Milks Mountain View for $761

After claiming he invented Facebook, Aaron Greenspan now says he has successfully sued Google. At a Northern California court earlier this week, Mark Zuckerberg's ex-Harvard classmate won $761 from the world's largest ad broker.

Greenspan made headlines back in the fall of 2007 and the spring of 2008 after claiming that he created Facebook at Harvard - not Facebook CEO Mark Zuckerberg and not the founders of ConnectU, who recently won a $60 million settlement in suing Zuckerberg and company for allegedly copying their idea.

One of those Greenspan headlines appeared on The Register. And after reading this headline, Greenspan declined to speak with us about his Google suit. But he details the kerfuffle in a recent piece on The Huffington Post.

Famously, Greenspan has written a tome entitled Authoritas: One student's Harvard admissions and the founding of the Facebook era, in which he claims to set the Zuckerberg record straight.
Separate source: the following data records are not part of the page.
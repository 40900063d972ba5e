//! Pedestal subtraction, calibration and baseline noise.
use crate::parameters::AnalysisSettings;
use hrppd_common::{BASELINE_SAMPLES, Real, Sample};
use std::ops::Deref;

fn baseline<T>(waveform: &[T]) -> &[T] {
    &waveform[..waveform.len().min(BASELINE_SAMPLES)]
}

fn mean(values: impl ExactSizeIterator<Item = Real>) -> Real {
    let len = values.len();
    if len == 0 {
        0.0
    } else {
        values.sum::<Real>() / len as Real
    }
}

/// Population standard deviation of the baseline samples.
pub fn noise_std_dev(waveform: &[Real]) -> Real {
    let baseline = baseline(waveform);
    let mean = mean(baseline.iter().copied());
    mean_of_squares(baseline.iter().map(|&v| v - mean)).sqrt()
}

fn mean_of_squares(deviations: impl ExactSizeIterator<Item = Real>) -> Real {
    mean(deviations.map(|d| d * d))
}

/// A waveform in mV with its pedestal removed.
#[derive(Default, Debug, Clone, PartialEq)]
pub struct ConditionedWaveform(Vec<Real>);

impl ConditionedWaveform {
    pub fn noise_std_dev(&self) -> Real {
        noise_std_dev(&self.0)
    }

    pub fn into_inner(self) -> Vec<Real> {
        self.0
    }
}

impl From<Vec<Real>> for ConditionedWaveform {
    fn from(samples: Vec<Real>) -> Self {
        Self(samples)
    }
}

impl Deref for ConditionedWaveform {
    type Target = [Real];

    fn deref(&self) -> &[Real] {
        &self.0
    }
}

#[derive(Debug, Clone)]
pub struct Conditioner {
    calibration: Real,
}

impl Conditioner {
    pub fn new(settings: &AnalysisSettings) -> Self {
        Self {
            calibration: settings.calibration,
        }
    }

    pub fn correct(&self, raw: &[Sample]) -> ConditionedWaveform {
        let pedestal = mean(baseline(raw).iter().map(|&v| Real::from(v)));
        ConditionedWaveform(
            raw.iter()
                .map(|&v| (Real::from(v) - pedestal) * self.calibration)
                .collect(),
        )
    }
}

#[cfg(test)]
mod tests {
    use super::*;
    use assert_approx_eq::assert_approx_eq;
    use hrppd_common::SAMPLES_PER_EVENT;
    use rand::{Rng, SeedableRng, rngs::StdRng};

    fn noisy_raw(seed: u64, offset: Sample) -> Vec<Sample> {
        let mut rng = StdRng::seed_from_u64(seed);
        (0..SAMPLES_PER_EVENT)
            .map(|_| offset + rng.random_range(-3.0..3.0))
            .collect()
    }

    fn conditioner(calibration: Real) -> Conditioner {
        Conditioner::new(&AnalysisSettings {
            calibration,
            ..Default::default()
        })
    }

    #[test]
    fn baseline_mean_is_zero() {
        for seed in 0..5 {
            let corrected = conditioner(0.48828125).correct(&noisy_raw(seed, 8000.0));
            assert_eq!(corrected.len(), SAMPLES_PER_EVENT);
            assert_approx_eq!(mean(corrected[..BASELINE_SAMPLES].iter().copied()), 0.0, 1e-9);
        }
    }

    #[test]
    fn calibration_scales_about_pedestal() {
        let mut raw = vec![10.0; SAMPLES_PER_EVENT];
        raw[600] = 14.0;
        let corrected = conditioner(0.5).correct(&raw);
        assert_eq!(corrected[0], 0.0);
        assert_eq!(corrected[600], 2.0);
    }

    #[test]
    fn noise_ignores_constant_offset() {
        let raw = noisy_raw(17, 0.0);
        let corrected = conditioner(1.0).correct(&raw);
        let shifted: Vec<Real> = corrected
            .iter()
            .enumerate()
            .map(|(i, &v)| if i < BASELINE_SAMPLES { v + 123.0 } else { v })
            .collect();
        assert!(corrected.noise_std_dev() > 0.0);
        assert_approx_eq!(noise_std_dev(&shifted), corrected.noise_std_dev(), 1e-9);
    }

    #[test]
    fn noise_is_population_std_dev() {
        let mut waveform = vec![0.0; SAMPLES_PER_EVENT];
        for (i, v) in waveform.iter_mut().take(BASELINE_SAMPLES).enumerate() {
            *v = if i % 2 == 0 { 2.0 } else { -2.0 };
        }
        // Samples after the baseline play no part.
        waveform[500] = -1000.0;
        assert_approx_eq!(noise_std_dev(&waveform), 2.0);
    }

    #[test]
    fn all_zero_waveform() {
        let corrected = conditioner(0.48828125).correct(&vec![0.0; SAMPLES_PER_EVENT]);
        assert!(corrected.iter().all(|&v| v == 0.0));
        assert_eq!(corrected.noise_std_dev(), 0.0);
    }

    #[test]
    fn short_and_empty_waveforms() {
        assert_eq!(noise_std_dev(&[]), 0.0);
        let corrected = conditioner(1.0).correct(&[1.0, 3.0]);
        assert_eq!(corrected.into_inner(), vec![-1.0, 1.0]);
    }
}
He hoped to advertise the book via Google search ads. But Google wouldn't let him post ads against searches that included the word Facebook. Facebook, Google told him, is a trademark registered to Facebook.

So Greenspan filed a petition with the US Patent and Trademark Office, claiming prior use and accusing Zuckerberg and Facebook of fraud. He suspects that Facebook lobbied Google to keep him from serving ads on Facebook keywords.

The petition is still pending.

In the meantime, Greenspan signed up for the other side of Google's advertising equation, AdSense, which allowed him to post ads on his own site. At least for a while. In early December, the Mountain View Chocolate Factory summarily canceled his AdSense account, claiming his membership in the program "posed a significant risk to our AdWords advertisers."

Such language is often used when Google suspects AdSensers of click fraud. And apparently, Greenspan was serving ads from a so-called parked domain - a site that includes nothing but ads. Though this is par for the course on Google's scam-enabling AdSense for Domains operation, it's verboten on the ad broker's primary AdSense network.

But in typical fashion, Google did not give a reason for the termination. With its terms of service, Google reserves the right to axe AdSense members for "any reason." And this happens often, particularly when click fraud is suspected.